** TASK PROMPT **
After reading the lines below, count those that contain "finish" and give the count alone.

[Collected data]

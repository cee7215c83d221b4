use std::mem;

use strum::IntoEnumIterator;

use wren_dom::{ElementData, Node};

use super::void::is_void_element;
use crate::cursor::{Consumed, Cursor, Production};
use crate::error::{IssueKind, ParseError, ParseIssue, Position};

/// An element whose close tag has not been seen yet.
#[derive(Debug)]
struct OpenElement {
    /// The element under construction; children are appended here.
    data: ElementData,
    /// Byte offset of the element's `<`.
    start: usize,
}

/// Builds a node tree from a markup fragment.
///
/// Parsing works directly on the text: at each step the parser tries the
/// four [`Production`]s in priority order (open tag, comment, close tag,
/// text) against the cursor and applies the first that matches.
///
/// Nesting is tracked with an explicit stack of open elements rather than
/// the call stack, so deeply nested input cannot overflow the stack. The
/// implicit root container is the bottom of that stack and is never
/// returned; callers get its children.
///
/// # Example
///
/// ```
/// use wren_html::FragmentParser;
///
/// let nodes = FragmentParser::new("<p>Hi<br></p>").run().unwrap();
/// assert_eq!(nodes.len(), 1);
/// assert_eq!(nodes[0].children().len(), 2);
/// ```
pub struct FragmentParser<'a> {
    /// Input not yet matched by any production.
    pub(super) cursor: Cursor<'a>,

    /// Children of the implicit root container: the top-level siblings.
    root_children: Vec<Node>,

    /// Innermost open element last.
    stack_of_open_elements: Vec<OpenElement>,

    /// Parse issues (warnings) encountered during parsing.
    issues: Vec<ParseIssue>,

    /// If true, input that ends with elements still open is an error.
    strict_mode: bool,
}

impl<'a> FragmentParser<'a> {
    /// Create a parser over `input`.
    #[must_use]
    pub const fn new(input: &'a str) -> Self {
        Self {
            cursor: Cursor::new(input),
            root_children: Vec::new(),
            stack_of_open_elements: Vec::new(),
            issues: Vec::new(),
            strict_mode: false,
        }
    }

    /// Enable strict mode: running out of input while an element is still
    /// open fails with [`ParseError::UnclosedElement`] instead of closing
    /// the element implicitly.
    #[must_use]
    pub const fn with_strict_mode(mut self) -> Self {
        self.strict_mode = true;
        self
    }

    /// Run the parser and return the top-level nodes.
    ///
    /// # Errors
    ///
    /// Returns the first [`ParseError`] encountered; no partial tree is
    /// produced.
    pub fn run(self) -> Result<Vec<Node>, ParseError> {
        self.run_with_issues().map(|(nodes, _)| nodes)
    }

    /// Run the parser and return both the top-level nodes and any
    /// non-fatal parse issues.
    ///
    /// # Errors
    ///
    /// Returns the first [`ParseError`] encountered; no partial tree is
    /// produced.
    pub fn run_with_issues(mut self) -> Result<(Vec<Node>, Vec<ParseIssue>), ParseError> {
        while !self.cursor.is_at_end() {
            self.step()?;
        }
        self.finish()
    }

    /// Try each production at the cursor; the first match wins.
    fn step(&mut self) -> Result<(), ParseError> {
        for production in Production::iter() {
            if let Some(consumed) = self.cursor.try_consume(production.pattern()) {
                return self.apply(production, &consumed);
            }
        }
        Err(ParseError::NoProductionMatched {
            position: self.position_at(self.cursor.offset()),
        })
    }

    fn apply(&mut self, production: Production, consumed: &Consumed<'a>) -> Result<(), ParseError> {
        match production {
            Production::OpenTag => {
                let mut element = ElementData::new(consumed.group(1));
                self.parse_attributes(&mut element)?;

                if is_void_element(&element.tag_name) {
                    self.insert_node(Node::Element(element));
                } else {
                    self.stack_of_open_elements.push(OpenElement {
                        data: element,
                        start: consumed.start,
                    });
                }
            }
            Production::Comment => self.insert_node(Node::comment(consumed.group(1))),
            Production::CloseTag => self.close_element(consumed.group(1), consumed.start)?,
            Production::Text => self.insert_node(Node::text(consumed.group(1))),
        }
        Ok(())
    }

    /// Append to the innermost open element, or to the root if none is
    /// open.
    fn insert_node(&mut self, node: Node) {
        match self.stack_of_open_elements.last_mut() {
            Some(open) => open.data.children.push(node),
            None => self.root_children.push(node),
        }
    }

    /// Only the innermost open element may be closed; there is no search
    /// for a matching ancestor.
    fn close_element(&mut self, name: &str, start: usize) -> Result<(), ParseError> {
        match self.stack_of_open_elements.pop() {
            Some(open) if open.data.has_tag_name(name) => {
                self.insert_node(Node::Element(open.data));
                Ok(())
            }
            current => Err(ParseError::MismatchedCloseTag {
                expected: current.map(|mut open| mem::take(&mut open.data.tag_name)),
                found: name.to_string(),
                position: self.position_at(start),
            }),
        }
    }

    /// Close whatever is still open at end of input, innermost first.
    fn finish(mut self) -> Result<(Vec<Node>, Vec<ParseIssue>), ParseError> {
        if self.strict_mode
            && let Some(innermost) = self.stack_of_open_elements.last()
        {
            return Err(ParseError::UnclosedElement {
                tag: innermost.data.tag_name.clone(),
                position: self.position_at(innermost.start),
            });
        }

        while let Some(open) = self.stack_of_open_elements.pop() {
            self.parse_warning(
                IssueKind::UnclosedElement,
                &format!("<{}> still open at end of input", open.data.tag_name),
                open.start,
            );
            self.insert_node(Node::Element(open.data));
        }

        Ok((self.root_children, self.issues))
    }

    /// Record a parse warning for [`FragmentParser::run_with_issues`].
    /// Nothing is printed; reporting is up to the caller.
    pub(super) fn parse_warning(&mut self, kind: IssueKind, message: &str, offset: usize) {
        self.issues.push(ParseIssue {
            kind,
            message: message.to_string(),
            position: self.position_at(offset),
        });
    }

    pub(super) fn position_at(&self, offset: usize) -> Position {
        Position::locate(self.cursor.source(), offset)
    }
}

** WRITTEN ANSWER **
2